Accaduta una cinquantina di anni fa, vede come  protagonista Giorgio Rosa (interpretato nel film da Elio Germano), un eccentrico e creativo ingegnere bolognese che costruisce una piattaforma artificiale di 400 m2 nelle acque internazionali, a 6 miglia dalla costa riminese.

 

Il film è una favola simbolica in cui l’isola rappresenta l’utopia di un sognatore che realizza ciò che secondo altri è impossibile.

 

Siamo nel 1968 e l’Italia sta vivendo un periodo di forti contraddizioni: da un lato le lotte politiche di piazza e le rivoluzioni operaie in fabbrica, dall’altra la voglia di cambiare, di ripartire e la crescita del sentimento di libertà.
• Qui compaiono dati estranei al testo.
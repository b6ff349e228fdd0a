use sqlx::PgPool;
use time::PrimitiveDateTime;

use crate::db::models::PasswordResetToken;

pub(crate) const COLUMNS: &str = "id, user_id, token_hash, expires_at, used_at, created_at";

pub(crate) struct CreateResetToken<'a> {
    pub(crate) id: &'a str,
    pub(crate) user_id: &'a str,
    pub(crate) token_hash: &'a str,
    pub(crate) expires_at: PrimitiveDateTime,
    pub(crate) created_at: PrimitiveDateTime,
}

pub(crate) async fn create(
    executor: impl sqlx::PgExecutor<'_>,
    params: CreateResetToken<'_>,
) -> Result<(), sqlx::Error> {
    sqlx::query(
        "INSERT INTO password_reset_tokens (
            id, user_id, token_hash, expires_at, created_at
        ) VALUES ($1,$2,$3,$4,$5)",
    )
    .bind(params.id)
    .bind(params.user_id)
    .bind(params.token_hash)
    .bind(params.expires_at)
    .bind(params.created_at)
    .execute(executor)
    .await?;
    Ok(())
}

pub(crate) async fn find_valid_by_hash(
    pool: &PgPool,
    token_hash: &str,
    now: PrimitiveDateTime,
) -> Result<Option<PasswordResetToken>, sqlx::Error> {
    sqlx::query_as::<_, PasswordResetToken>(&format!(
        "SELECT {COLUMNS} FROM password_reset_tokens \
         WHERE token_hash = $1 AND used_at IS NULL AND expires_at > $2"
    ))
    .bind(token_hash)
    .bind(now)
    .fetch_optional(pool)
    .await
}

pub(crate) async fn mark_used(
    executor: impl sqlx::PgExecutor<'_>,
    id: &str,
    now: PrimitiveDateTime,
) -> Result<(), sqlx::Error> {
    sqlx::query("UPDATE password_reset_tokens SET used_at = $1 WHERE id = $2")
        .bind(now)
        .bind(id)
        .execute(executor)
        .await?;
    Ok(())
}
pub(crate) mod api;
pub(crate) mod core;
pub(crate) mod db;
pub(crate) mod repositories;
pub(crate) mod schemas;
pub(crate) mod services;
pub(crate) mod tasks;

#[cfg(test)]
mod test_support;

use crate::core::{config::Settings, redis::RedisHandle, state::AppState, telemetry};

pub async fn run() -> anyhow::Result<()> {
    dotenvy::dotenv().ok();

    let settings = Settings::load()?;
    telemetry::init_tracing(&settings)?;
    core::metrics::init(&settings)?;

    let db_pool = db::init_pool(&settings).await?;
    db::run_migrations(&db_pool).await?;

    let redis = RedisHandle::new(settings.redis().redis_url());
    if let Err(err) = redis.connect().await {
        tracing::error!(error = %err, "Failed to connect to Redis; continuing without rate limiting");
    } else {
        tracing::info!("Redis connected successfully");
    }

    let state = AppState::new(settings, db_pool, redis.clone());

    if let Err(err) = core::bootstrap::ensure_superuser(&state).await {
        tracing::error!(error = %err, "Failed to ensure default superuser");
    }
    let app = api::router::router(state.clone());
    let listener = tokio::net::TcpListener::bind(state.settings().server_addr()).await?;

    tracing::info!(
        host = %state.settings().server_host(),
        port = state.settings().server_port(),
        environment = %state.settings().runtime().environment.as_str(),
        "Examdesk API listening"
    );

    let result =
        axum::serve(listener, app).with_graceful_shutdown(core::shutdown::shutdown_signal()).await;

    redis.disconnect().await;
    tracing::info!("Redis disconnected");

    result?;

    Ok(())
}

pub async fn run_worker() -> anyhow::Result<()> {
    dotenvy::dotenv().ok();

    let settings = Settings::load()?;
    telemetry::init_tracing(&settings)?;
    core::metrics::init(&settings)?;

    let db_pool = db::init_pool(&settings).await?;
    db::run_migrations(&db_pool).await?;

    let redis = RedisHandle::new(settings.redis().redis_url());
    if let Err(err) = redis.connect().await {
        tracing::error!(error = %err, "Failed to connect to Redis; continuing without rate limiting");
    }

    let state = AppState::new(settings, db_pool, redis.clone());

    let result = tasks::scheduler::run(state).await;

    redis.disconnect().await;
    tracing::info!("Redis disconnected");

    result?;

    Ok(())
}
use serde::{Deserialize, Serialize};
use validator::Validate;

use crate::core::time::format_primitive;
use crate::db::models::{Question, QuestionOption};
use crate::db::types::QuestionType;

#[derive(Debug, Serialize, Deserialize, Validate)]
pub(crate) struct OptionCreate {
    #[serde(alias = "optionText")]
    #[validate(length(min = 1, message = "option_text must not be empty"))]
    pub(crate) option_text: String,
    #[serde(default, alias = "isCorrect")]
    pub(crate) is_correct: bool,
    #[serde(default, alias = "displayOrder")]
    #[validate(range(min = 0, message = "display_order must be non-negative"))]
    pub(crate) display_order: i32,
}

#[derive(Debug, Serialize, Deserialize, Validate)]
pub(crate) struct QuestionCreate {
    #[serde(alias = "questionText")]
    #[validate(length(min = 1, message = "question_text must not be empty"))]
    pub(crate) question_text: String,
    #[serde(alias = "questionType")]
    pub(crate) question_type: QuestionType,
    #[serde(default = "default_points")]
    #[validate(range(min = 1, message = "points must be at least 1"))]
    pub(crate) points: i32,
    #[serde(default, alias = "displayOrder")]
    #[validate(range(min = 0, message = "display_order must be non-negative"))]
    pub(crate) display_order: i32,
    #[serde(default)]
    pub(crate) explanation: Option<String>,
    #[serde(default)]
    #[validate(nested)]
    pub(crate) options: Vec<OptionCreate>,
}

#[derive(Debug, Deserialize, Validate)]
pub(crate) struct QuestionUpdate {
    #[serde(default)]
    #[serde(alias = "questionText")]
    #[validate(length(min = 1, message = "question_text must not be empty"))]
    pub(crate) question_text: Option<String>,
    #[serde(default)]
    #[validate(range(min = 1, message = "points must be at least 1"))]
    pub(crate) points: Option<i32>,
    #[serde(default, alias = "displayOrder")]
    #[validate(range(min = 0, message = "display_order must be non-negative"))]
    pub(crate) display_order: Option<i32>,
    #[serde(default)]
    pub(crate) explanation: Option<String>,
}

#[derive(Debug, Deserialize, Validate)]
pub(crate) struct OptionUpdate {
    #[serde(default)]
    #[serde(alias = "optionText")]
    #[validate(length(min = 1, message = "option_text must not be empty"))]
    pub(crate) option_text: Option<String>,
    #[serde(default, alias = "isCorrect")]
    pub(crate) is_correct: Option<bool>,
    #[serde(default, alias = "displayOrder")]
    #[validate(range(min = 0, message = "display_order must be non-negative"))]
    pub(crate) display_order: Option<i32>,
}

#[derive(Debug, Deserialize, Validate)]
pub(crate) struct BulkImportRequest {
    #[validate(length(min = 1, message = "questions must not be empty"))]
    #[validate(nested)]
    pub(crate) questions: Vec<QuestionCreate>,
}

#[derive(Debug, Serialize)]
pub(crate) struct OptionResponse {
    pub(crate) id: String,
    pub(crate) option_text: String,
    pub(crate) is_correct: bool,
    pub(crate) display_order: i32,
}

impl OptionResponse {
    pub(crate) fn from_db(option: QuestionOption) -> Self {
        Self {
            id: option.id,
            option_text: option.option_text,
            is_correct: option.is_correct,
            display_order: option.display_order,
        }
    }
}

/// Full question view for exam authors, correct answers included.
#[derive(Debug, Serialize)]
pub(crate) struct QuestionResponse {
    pub(crate) id: String,
    pub(crate) exam_id: String,
    pub(crate) question_text: String,
    pub(crate) question_type: QuestionType,
    pub(crate) points: i32,
    pub(crate) display_order: i32,
    pub(crate) explanation: Option<String>,
    pub(crate) created_at: String,
    pub(crate) options: Vec<OptionResponse>,
}

impl QuestionResponse {
    pub(crate) fn from_db(question: Question, options: Vec<QuestionOption>) -> Self {
        Self {
            id: question.id,
            exam_id: question.exam_id,
            question_text: question.question_text,
            question_type: question.question_type,
            points: question.points,
            display_order: question.display_order,
            explanation: question.explanation,
            created_at: format_primitive(question.created_at),
            options: options.into_iter().map(OptionResponse::from_db).collect(),
        }
    }
}

#[derive(Debug, Serialize)]
pub(crate) struct StudentOptionResponse {
    pub(crate) id: String,
    pub(crate) option_text: String,
    pub(crate) display_order: i32,
}

/// Question view handed to students during an attempt. Never exposes
/// `is_correct` or the explanation.
#[derive(Debug, Serialize)]
pub(crate) struct StudentQuestionResponse {
    pub(crate) id: String,
    pub(crate) question_text: String,
    pub(crate) question_type: QuestionType,
    pub(crate) points: i32,
    pub(crate) display_order: i32,
    pub(crate) options: Vec<StudentOptionResponse>,
}

impl StudentQuestionResponse {
    pub(crate) fn from_db(question: Question, options: Vec<QuestionOption>) -> Self {
        Self {
            id: question.id,
            question_text: question.question_text,
            question_type: question.question_type,
            points: question.points,
            display_order: question.display_order,
            options: options
                .into_iter()
                .map(|option| StudentOptionResponse {
                    id: option.id,
                    option_text: option.option_text,
                    display_order: option.display_order,
                })
                .collect(),
        }
    }
}

fn default_points() -> i32 {
    1
}

#[cfg(test)]
mod tests {
    use super::*;

    #[test]
    fn bulk_import_rejects_empty_list() {
        let payload: BulkImportRequest = serde_json::from_str(r#"{"questions": []}"#).unwrap();
        assert!(payload.validate().is_err());
    }

    #[test]
    fn question_create_defaults_points() {
        let payload: QuestionCreate = serde_json::from_str(
            r#"{"question_text": "2 + 2 = ?", "question_type": "short_answer"}"#,
        )
        .unwrap();
        assert_eq!(payload.points, 1);
        assert!(payload.options.is_empty());
    }

    #[test]
    fn nested_option_validation_propagates() {
        let payload: QuestionCreate = serde_json::from_str(
            r#"{
                "question_text": "Pick one",
                "question_type": "multiple_choice",
                "options": [{"option_text": "", "is_correct": true}]
            }"#,
        )
        .unwrap();
        assert!(payload.validate().is_err());
    }

    #[test]
    fn student_view_hides_answer_key() {
        let rendered = serde_json::to_string(&StudentOptionResponse {
            id: "opt-1".to_string(),
            option_text: "4".to_string(),
            display_order: 0,
        })
        .unwrap();
        assert!(!rendered.contains("is_correct"));
    }
}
Il movimento hippie italiano si muove portando avanti idee pacifiste nel segno della love generation con i suoi vestiti colorati, a cui fa da sfondo una totale assenza di regole.

 

In tutto ciò, Giorgio riesce comunque ad essere un outsider costruendo un mondo tutto suo fatto letteralmente su misura.

 

Sidney Sibilia, dopo la trilogia di Smetto quando voglio, porta sullo schermo un’altra vicenda in cui gli “strani” sono i protagonisti che si rivelano come assoluti supereroi e, in modo comicamente drammatico, riescono a farsi gioco di tutte quelle contraddizioni tipiche dell’Italia, arrivando alla fine della vicenda dove vengono messi a tacere con l’arma più meschina a disposizione dell’uomo: la violenza.

 

Elio Germano ne “l’incredibile storia dell’isola delle rose” diretto da Sydney Sibilia, produzione Groenlandia

 

L’incredibile storia dell’isola delle rose non è solo la storia di Giorgio, ma del sogno di ognuno di noi: il film ci insegna che possiamo ribellarci e seguire la nostra strada invece di gettare la spugna e dire sì a qualunque opportunità ci si presenti pur di accontentarci, che possiamo

cambiare il mondo, o almeno provarci.

 

L’incredibile storia dell’isola delle rose è una storia senza complicazioni, semplice e divertente dove i buoni e i cattivi sono subito riconoscibili.